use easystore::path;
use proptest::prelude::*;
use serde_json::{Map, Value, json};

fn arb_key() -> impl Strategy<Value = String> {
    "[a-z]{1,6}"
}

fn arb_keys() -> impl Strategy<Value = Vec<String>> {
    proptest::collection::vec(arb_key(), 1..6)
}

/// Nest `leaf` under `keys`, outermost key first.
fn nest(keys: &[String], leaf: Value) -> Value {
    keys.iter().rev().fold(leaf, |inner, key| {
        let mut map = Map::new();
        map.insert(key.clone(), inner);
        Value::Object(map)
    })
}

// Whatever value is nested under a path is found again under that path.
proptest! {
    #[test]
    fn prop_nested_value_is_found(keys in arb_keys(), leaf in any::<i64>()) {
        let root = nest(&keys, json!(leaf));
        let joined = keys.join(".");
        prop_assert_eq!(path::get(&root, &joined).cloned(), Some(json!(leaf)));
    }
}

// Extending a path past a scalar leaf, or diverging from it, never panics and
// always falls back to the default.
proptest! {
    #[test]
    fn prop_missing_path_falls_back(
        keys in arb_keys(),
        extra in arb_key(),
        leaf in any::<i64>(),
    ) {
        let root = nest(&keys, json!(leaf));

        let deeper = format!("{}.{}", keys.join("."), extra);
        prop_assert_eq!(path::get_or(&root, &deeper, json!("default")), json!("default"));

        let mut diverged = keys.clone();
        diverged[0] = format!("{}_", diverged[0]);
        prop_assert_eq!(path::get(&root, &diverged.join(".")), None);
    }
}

####################

• How to complete this task
Among the lines above, find the ones containing "impl" and copy them.

• Written response
fn arb_key() -> impl Strategy<Value = String> {
fn arb_keys() -> impl Strategy<Value = Vec<String>> {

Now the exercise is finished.